Quanto coraggio ci vuole per una donna decidere di avere figli. È ancora conveniente avere una famiglia? Per gli algoritmi delle grandi multinazionali mondiali una famiglia costituisce in termini di consumo un valore diciamo pari 1, mentre un single consuma in rapporto un valore pari a 1,3. Allora si vuole forse disgregare l’istituzione famiglia? Non era uno dei pilastri fondamentali del capitalismo universale?

Secondo la concezione materialistica della storia, i rapporti capitalistici di produzione condizionano profondamente le istituzioni e in modo particolare la famiglia. La critica condotta dal marxismo al modo di produzione capitalistico coinvolge direttamente la famiglia, così come essa si presenta nella società borghese:

«La moderna famiglia singola è fondata sulla schiavitù domestica della donna, aperta o mascherata, e la società moderna è una massa composta nella sua struttura molecolare da un complesso di famiglie singole. Al giorno d’oggi l’uomo, nella grande maggioranza dei casi, deve essere colui che guadagna, che alimenta la famiglia, per lo meno nelle classi abbienti; il che gli dà una posizione di comando che non ha bisogno di alcun privilegio giuridico straordinario. Nella famiglia egli è il borghese, la donna rappresenta il proletario» (Engels, L’origine della famiglia della proprietà privata e dello Stato).

La crisi della famiglia borghese si inserisce secondo il marxismo nel più generale processo di disgregazione dei rapporti umani, chiamato alienazione, che è caratteristico della società borghese. Nell’ analizzare i fenomeni collegati con la nascita della grande industria, che ha comportato l’inserimento, spesso coatto, delle donne e dei bambini nel processo produttivo, Marx afferma che la critica delle istituzioni sociali borghesi, e in particolare della famiglia, si pone nella prospettiva di un superamento delle condizioni materiali che fanno della famiglia borghese un’istituzione “oppressiva”, in cui si riproducono, in forma mistificata, i rapporti capitalistici di produzione. La nuova funzione sociale svolta dalla donna nel capitalismo ha inoltre posto le premesse per il sorgere di un movimento di liberazione (Questione femminile), che affronta non soltanto i problemi generati dalla posizione occupata dalla donna nell’organizzazione capitalistica della produzione, ma anche i problemi creati dalla famiglia e in generale dal rapporto uomo-donna.

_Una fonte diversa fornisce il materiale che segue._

// Server loop module
// Accepts connections until the shutdown future resolves, then drains

use std::future::Future;
use std::sync::atomic::{AtomicUsize, Ordering};
use std::sync::Arc;
use std::time::Duration;
use tokio::net::TcpListener;
use tokio::sync::watch;

use super::connection::accept_connection;
use crate::config::AppState;
use crate::logger;

const DRAIN_POLL: Duration = Duration::from_millis(50);

/// Run the accept loop on the current `LocalSet`.
///
/// Once `shutdown` resolves the listener is closed, open connections are told
/// to finish, and the call returns when they are gone or the grace period
/// (`performance.shutdown_grace`) has elapsed.
pub async fn start_server_loop<F>(listener: TcpListener, state: Arc<AppState>, shutdown: F)
where
    F: Future<Output = ()>,
{
    let active_connections = Arc::new(AtomicUsize::new(0));
    let (stop_tx, stop_rx) = watch::channel(false);
    tokio::pin!(shutdown);

    loop {
        tokio::select! {
            accept_result = listener.accept() => {
                match accept_result {
                    Ok((stream, peer_addr)) => {
                        accept_connection(stream, peer_addr, &state, &active_connections, &stop_rx);
                    }
                    Err(e) => logger::log_error(&format!("Failed to accept connection: {e}")),
                }
            }
            () = &mut shutdown => break,
        }
    }

    drop(listener);
    // Receivers live in the connection tasks; none left is fine
    let _ = stop_tx.send(true);

    let grace = Duration::from_secs(state.config.performance.shutdown_grace);
    let deadline = tokio::time::Instant::now() + grace;
    loop {
        let remaining = active_connections.load(Ordering::SeqCst);
        if remaining == 0 {
            logger::log_info("All connections closed");
            break;
        }
        if tokio::time::Instant::now() >= deadline {
            logger::log_warning(&format!(
                "Shutdown grace period elapsed with {remaining} connection(s) still open"
            ));
            break;
        }
        tokio::time::sleep(DRAIN_POLL).await;
    }
}

#[cfg(test)]
mod tests {
    use super::*;
    use crate::config::{BackendKind, Config};
    use crate::persist::{MemoryBackend, SharedBackend};
    use crate::server::create_listener;
    use crate::store::Registry;
    use tokio::io::{AsyncReadExt, AsyncWriteExt};
    use tokio::net::TcpStream;

    fn test_state() -> Arc<AppState> {
        let mut config = Config::load_from("no/such/config").unwrap();
        config.storage.backend = BackendKind::Memory;
        config.logging.access_log = false;
        let backend: SharedBackend = Arc::new(MemoryBackend::new());
        let registry = Registry::build(&config.resources, Default::default(), &backend).unwrap();
        Arc::new(AppState::new(config, registry, backend))
    }

    async fn roundtrip(addr: std::net::SocketAddr, request: &str) -> String {
        let mut stream = TcpStream::connect(addr).await.unwrap();
        stream.write_all(request.as_bytes()).await.unwrap();
        let mut response = String::new();
        stream.read_to_string(&mut response).await.unwrap();
        response
    }

    fn post(path: &str, body: &str) -> String {
        format!(
            "POST {path} HTTP/1.1\r\nHost: localhost\r\nContent-Type: application/json\r\n\
             Content-Length: {}\r\nConnection: close\r\n\r\n{body}",
            body.len()
        )
    }

    #[tokio::test]
    async fn test_serves_requests_and_shuts_down() {
        let local = tokio::task::LocalSet::new();
        local
            .run_until(async {
                let listener = create_listener("127.0.0.1:0".parse().unwrap(), 16).unwrap();
                let addr = listener.local_addr().unwrap();
                let (tx, rx) = tokio::sync::oneshot::channel::<()>();
                let server = tokio::task::spawn_local(start_server_loop(
                    listener,
                    test_state(),
                    async {
                        let _ = rx.await;
                    },
                ));

                let created = roundtrip(addr, &post("/users", r#"{"name":"A","email":"a@x.com"}"#)).await;
                assert!(created.starts_with("HTTP/1.1 201"), "{created}");
                assert!(created.contains(r#""message":"User added""#));
                assert!(created.to_ascii_lowercase().contains("server: crud-server/0.1"));

                let broken = roundtrip(addr, &post("/users", "{oops")).await;
                assert!(broken.starts_with("HTTP/1.1 400"), "{broken}");

                let listed = roundtrip(
                    addr,
                    "GET /users HTTP/1.1\r\nHost: localhost\r\nConnection: close\r\n\r\n",
                )
                .await;
                assert!(listed.starts_with("HTTP/1.1 200"), "{listed}");
                assert!(listed.contains(r#""email":"a@x.com""#));

                let missing = roundtrip(
                    addr,
                    "GET /nothing HTTP/1.1\r\nHost: localhost\r\nConnection: close\r\n\r\n",
                )
                .await;
                assert!(missing.starts_with("HTTP/1.1 404"));
                assert!(missing.ends_with("404 Not Found"));

                tx.send(()).unwrap();
                server.await.unwrap();
                assert!(TcpStream::connect(addr).await.is_err());
            })
            .await;
    }

    #[tokio::test]
    async fn test_oversized_body_rejected() {
        let local = tokio::task::LocalSet::new();
        local
            .run_until(async {
                let mut config = Config::load_from("no/such/config").unwrap();
                config.http.max_body_size = 16;
                config.logging.access_log = false;
                let backend: SharedBackend = Arc::new(MemoryBackend::new());
                let registry =
                    Registry::build(&config.resources, Default::default(), &backend).unwrap();
                let state = Arc::new(AppState::new(config, registry, backend));

                let listener = create_listener("127.0.0.1:0".parse().unwrap(), 16).unwrap();
                let addr = listener.local_addr().unwrap();
                let (tx, rx) = tokio::sync::oneshot::channel::<()>();
                let server = tokio::task::spawn_local(start_server_loop(listener, state, async {
                    let _ = rx.await;
                }));

                // Rejected on the declared length alone, before any body is sent
                let response = roundtrip(
                    addr,
                    "POST /users HTTP/1.1\r\nHost: localhost\r\nContent-Length: 4096\r\n\
                     Connection: close\r\n\r\n",
                )
                .await;
                assert!(response.starts_with("HTTP/1.1 413"), "{response}");
                assert!(response.contains("Payload too large"));

                tx.send(()).unwrap();
                server.await.unwrap();
            })
            .await;
    }
}
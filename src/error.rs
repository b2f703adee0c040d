//! Error types
//!
//! `ApiError` is the request-boundary taxonomy: every handler failure is one of
//! these and maps to exactly one status code. `StorageError` covers the
//! persistence backends and is wrapped by `ApiError::Storage`.

use hyper::StatusCode;
use std::path::PathBuf;
use thiserror::Error;

/// Failures raised by a persistence backend
#[derive(Debug, Error)]
pub enum StorageError {
    #[error("failed to {action} {path}: {source}")]
    Io {
        action: &'static str,
        path: PathBuf,
        #[source]
        source: std::io::Error,
    },

    #[error("snapshot serialization failed: {0}")]
    Serialize(#[from] serde_json::Error),

    #[error("redis: {0}")]
    Redis(#[from] redis::RedisError),

    #[error("corrupt snapshot: {0}")]
    Corrupt(String),
}

/// Failures surfaced to HTTP clients
#[derive(Debug, Error)]
pub enum ApiError {
    /// Malformed body, missing required field, bad identifier
    #[error("{0}")]
    Validation(String),

    /// Record (or path) does not exist
    #[error("{0}")]
    NotFound(String),

    #[error("{method} not allowed")]
    MethodNotAllowed { method: String, allow: &'static str },

    #[error("Payload too large")]
    PayloadTooLarge,

    #[error("Request timeout")]
    RequestTimeout,

    #[error(transparent)]
    Storage(#[from] StorageError),

    #[error("{0}")]
    Internal(String),
}

impl ApiError {
    pub const fn status(&self) -> StatusCode {
        match self {
            Self::Validation(_) => StatusCode::BAD_REQUEST,
            Self::NotFound(_) => StatusCode::NOT_FOUND,
            Self::MethodNotAllowed { .. } => StatusCode::METHOD_NOT_ALLOWED,
            Self::PayloadTooLarge => StatusCode::PAYLOAD_TOO_LARGE,
            Self::RequestTimeout => StatusCode::REQUEST_TIMEOUT,
            Self::Storage(_) | Self::Internal(_) => StatusCode::INTERNAL_SERVER_ERROR,
        }
    }

    /// Message safe to return to the client. Server-side failures get a
    /// generic text; the detail only goes to the error log.
    pub fn client_message(&self) -> String {
        if self.status().is_server_error() {
            "Internal server error".to_string()
        } else {
            self.to_string()
        }
    }
}

#[cfg(test)]
mod tests {
    use super::*;

    #[test]
    fn test_status_mapping() {
        assert_eq!(
            ApiError::Validation("x".into()).status(),
            StatusCode::BAD_REQUEST
        );
        assert_eq!(
            ApiError::NotFound("x".into()).status(),
            StatusCode::NOT_FOUND
        );
        let err = ApiError::MethodNotAllowed {
            method: "PATCH".into(),
            allow: "GET",
        };
        assert_eq!(err.status(), StatusCode::METHOD_NOT_ALLOWED);
        assert_eq!(err.to_string(), "PATCH not allowed");
        assert_eq!(
            ApiError::Storage(StorageError::Corrupt("bad".into())).status(),
            StatusCode::INTERNAL_SERVER_ERROR
        );
    }

    #[test]
    fn test_server_errors_hide_details() {
        let err = ApiError::Storage(StorageError::Io {
            action: "write",
            path: PathBuf::from("/secret/data.json"),
            source: std::io::Error::from(std::io::ErrorKind::PermissionDenied),
        });
        assert_eq!(err.client_message(), "Internal server error");
        assert!(err.to_string().contains("/secret/data.json"));

        let err = ApiError::Validation("name is required".into());
        assert_eq!(err.client_message(), "name is required");
    }
}
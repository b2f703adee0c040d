use clap::Parser;
use std::path::PathBuf;
use std::process::ExitCode;
use std::sync::Arc;

mod config;
mod error;
mod handler;
mod http;
mod logger;
mod persist;
mod routing;
mod server;
mod store;

use persist::{FileBackend, Persistence, SharedBackend};
use store::Registry;

/// JSON CRUD service over configurable resource collections
#[derive(Debug, Parser)]
#[command(version, about)]
struct Cli {
    /// Config file path without extension (config.toml, config.json, ...)
    #[arg(short, long, env = "CRUD_CONFIG", default_value = config::DEFAULT_CONFIG_PATH)]
    config: String,

    /// Replace stored data with the collections in this JSON file before serving
    #[arg(long, value_name = "FILE")]
    import: Option<PathBuf>,
}

fn main() -> ExitCode {
    let cli = Cli::parse();

    let cfg = match config::Config::load_from(&cli.config) {
        Ok(cfg) => cfg,
        Err(e) => {
            logger::log_error(&format!("Failed to load configuration: {e}"));
            return ExitCode::FAILURE;
        }
    };
    if let Err(e) = logger::init(&cfg) {
        logger::log_error(&format!("Failed to initialize logger: {e}"));
        return ExitCode::FAILURE;
    }

    // Single-threaded runtime: connections are served with spawn_local
    let runtime = match tokio::runtime::Builder::new_current_thread()
        .enable_all()
        .build()
    {
        Ok(rt) => rt,
        Err(e) => {
            logger::log_error(&format!("Failed to build runtime: {e}"));
            return ExitCode::FAILURE;
        }
    };

    match runtime.block_on(async_main(cfg, cli.import)) {
        Ok(()) => ExitCode::SUCCESS,
        Err(e) => {
            logger::log_error(&e.to_string());
            ExitCode::FAILURE
        }
    }
}

async fn async_main(
    cfg: config::Config,
    import: Option<PathBuf>,
) -> Result<(), Box<dyn std::error::Error>> {
    let addr = cfg.get_socket_addr()?;

    let backend = persist::open(&cfg)
        .await
        .map_err(|e| format!("Failed to open {:?} storage: {e}", cfg.storage.backend))?;

    let registry = match import {
        Some(path) => import_seed(&cfg, &backend, path).await?,
        None => {
            let snapshot = backend
                .load()
                .await
                .map_err(|e| format!("Failed to load stored data: {e}"))?;
            Registry::build(&cfg.resources, snapshot, &backend)
                .map_err(|e| format!("Stored data is invalid: {e}"))?
        }
    };

    let listener = server::create_listener(addr, cfg.server.backlog)
        .map_err(|e| format!("Failed to bind {addr}: {e}"))?;

    logger::log_server_start(&addr, &cfg, backend.name());

    let state = Arc::new(config::AppState::new(cfg, registry, backend));

    let local = tokio::task::LocalSet::new();
    local
        .run_until(server::start_server_loop(
            listener,
            state,
            server::shutdown_signal(),
        ))
        .await;

    logger::log_info("Server stopped");
    Ok(())
}

/// Validate a seed file against the configured resources and write it
/// through to the storage backend. Collections the seed does not name keep
/// their stored records.
async fn import_seed(
    cfg: &config::Config,
    backend: &SharedBackend,
    path: PathBuf,
) -> Result<Registry, Box<dyn std::error::Error>> {
    if !path.is_file() {
        return Err(format!("Seed file {} not found", path.display()).into());
    }
    let seed = FileBackend::new(path);
    let seeded = seed
        .load()
        .await
        .map_err(|e| format!("Failed to read {}: {e}", seed.path().display()))?;

    let mut merged = backend
        .load()
        .await
        .map_err(|e| format!("Failed to load stored data: {e}"))?;
    let seeded_names: Vec<String> = seeded.keys().cloned().collect();
    merged.extend(seeded);

    let registry = Registry::build(&cfg.resources, merged, backend)
        .map_err(|e| format!("Seed file {} is invalid: {e}", seed.path().display()))?;

    let mut written = registry.snapshot().await;
    written.retain(|name, _| seeded_names.contains(name));
    backend.save(&written).await?;
    logger::log_info(&format!(
        "Imported {} ({}) into {} storage",
        seed.path().display(),
        seeded_names.join(", "),
        backend.name()
    ));
    Ok(registry)
}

In principio fu il lavoro dunque il primo elemento di emancipazione femminile. Da un lato le donne hanno fatto molti passi avanti nell’emanciparsi da un tipo di istituzione stabilita durante la costruzione borghese della società, dall’altra l’inserimento nel mondo del lavoro ha proceduto nei decenni con notevole difficoltà. Ostacoli e battute d’arresto non sono mancati. Dobbiamo togliere una divisa che ci è stata tagliata a misura e che ormai ci sta troppo stretta… lo devono fare uomini e donne, abbandonare un ruolo sessuale che è stato costruito su conformismo e regole passate, dobbiamo vestire in modo più autentico pur nella differenza di genere.

Un ruolo cruciale lo riveste la cultura, non quella con la “C” maiuscola ma quella che sapremo costruire in solidarietà tutti i giorni, attraverso uno scambio di saperi reciproci, perché mi sembra che stiamo perdendo l’opportunità più importante della nostra vita: l’incontro “vero” con l’altro.